◆ Collected data
*** Block opens ***
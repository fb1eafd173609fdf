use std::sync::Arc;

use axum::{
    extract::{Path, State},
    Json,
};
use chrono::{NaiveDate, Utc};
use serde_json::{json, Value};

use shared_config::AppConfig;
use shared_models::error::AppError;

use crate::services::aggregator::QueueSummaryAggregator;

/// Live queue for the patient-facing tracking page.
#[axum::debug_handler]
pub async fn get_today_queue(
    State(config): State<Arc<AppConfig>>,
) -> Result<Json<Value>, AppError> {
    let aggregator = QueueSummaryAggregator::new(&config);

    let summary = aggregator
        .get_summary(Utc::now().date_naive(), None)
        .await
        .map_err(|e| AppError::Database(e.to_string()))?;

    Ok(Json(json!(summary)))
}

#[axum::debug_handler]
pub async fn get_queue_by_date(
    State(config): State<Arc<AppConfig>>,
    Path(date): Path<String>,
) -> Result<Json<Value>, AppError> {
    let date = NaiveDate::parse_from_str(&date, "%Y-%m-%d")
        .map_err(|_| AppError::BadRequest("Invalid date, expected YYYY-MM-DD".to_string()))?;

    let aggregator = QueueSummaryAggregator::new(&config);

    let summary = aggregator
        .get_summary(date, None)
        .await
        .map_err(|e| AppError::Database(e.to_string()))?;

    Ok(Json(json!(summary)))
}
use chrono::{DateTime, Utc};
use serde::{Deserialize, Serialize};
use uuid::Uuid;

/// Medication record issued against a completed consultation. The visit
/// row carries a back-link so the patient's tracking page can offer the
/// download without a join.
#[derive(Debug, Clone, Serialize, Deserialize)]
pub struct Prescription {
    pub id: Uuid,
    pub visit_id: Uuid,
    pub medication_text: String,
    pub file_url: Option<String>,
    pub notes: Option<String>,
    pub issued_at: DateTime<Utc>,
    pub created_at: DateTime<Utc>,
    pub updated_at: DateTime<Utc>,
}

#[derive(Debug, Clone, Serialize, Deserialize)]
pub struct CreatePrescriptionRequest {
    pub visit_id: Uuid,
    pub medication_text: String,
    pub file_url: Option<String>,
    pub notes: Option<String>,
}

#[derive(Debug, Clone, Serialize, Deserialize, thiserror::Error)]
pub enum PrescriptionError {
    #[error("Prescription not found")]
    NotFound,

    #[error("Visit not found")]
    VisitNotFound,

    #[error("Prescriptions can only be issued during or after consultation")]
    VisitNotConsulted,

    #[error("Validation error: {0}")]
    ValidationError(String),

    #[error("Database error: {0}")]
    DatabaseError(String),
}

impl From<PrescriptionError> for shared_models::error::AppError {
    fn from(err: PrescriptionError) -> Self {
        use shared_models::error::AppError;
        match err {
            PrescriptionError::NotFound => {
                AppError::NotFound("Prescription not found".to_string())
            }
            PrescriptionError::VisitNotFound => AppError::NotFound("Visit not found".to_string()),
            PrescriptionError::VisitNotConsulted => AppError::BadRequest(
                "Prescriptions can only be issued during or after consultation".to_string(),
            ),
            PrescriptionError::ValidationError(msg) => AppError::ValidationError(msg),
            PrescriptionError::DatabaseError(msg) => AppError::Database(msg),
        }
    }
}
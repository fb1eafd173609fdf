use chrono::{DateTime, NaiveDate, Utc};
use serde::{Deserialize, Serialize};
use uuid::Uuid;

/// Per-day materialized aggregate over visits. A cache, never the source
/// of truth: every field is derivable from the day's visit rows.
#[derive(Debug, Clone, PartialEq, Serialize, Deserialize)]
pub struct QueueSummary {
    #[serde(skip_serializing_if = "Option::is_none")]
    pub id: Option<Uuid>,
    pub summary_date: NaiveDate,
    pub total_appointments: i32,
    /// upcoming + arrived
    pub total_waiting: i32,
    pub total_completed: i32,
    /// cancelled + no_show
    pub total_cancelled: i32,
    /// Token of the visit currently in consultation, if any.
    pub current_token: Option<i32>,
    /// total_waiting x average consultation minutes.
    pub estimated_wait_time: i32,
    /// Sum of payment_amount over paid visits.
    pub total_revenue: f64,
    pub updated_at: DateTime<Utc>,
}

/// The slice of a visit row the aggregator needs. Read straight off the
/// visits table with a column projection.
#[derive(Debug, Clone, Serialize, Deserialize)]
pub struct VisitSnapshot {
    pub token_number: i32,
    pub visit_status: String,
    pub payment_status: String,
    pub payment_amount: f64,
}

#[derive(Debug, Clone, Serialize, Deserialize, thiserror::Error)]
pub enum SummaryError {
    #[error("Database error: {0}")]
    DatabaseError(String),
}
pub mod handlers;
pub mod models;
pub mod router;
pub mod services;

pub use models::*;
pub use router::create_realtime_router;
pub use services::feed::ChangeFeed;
*** Block closes ***
◆ Exercise objective
Copy each line of the records that contains the word "services".

◆ Solution for this problem
use crate::services::aggregator::QueueSummaryAggregator;
pub mod services;
pub use services::feed::ChangeFeed;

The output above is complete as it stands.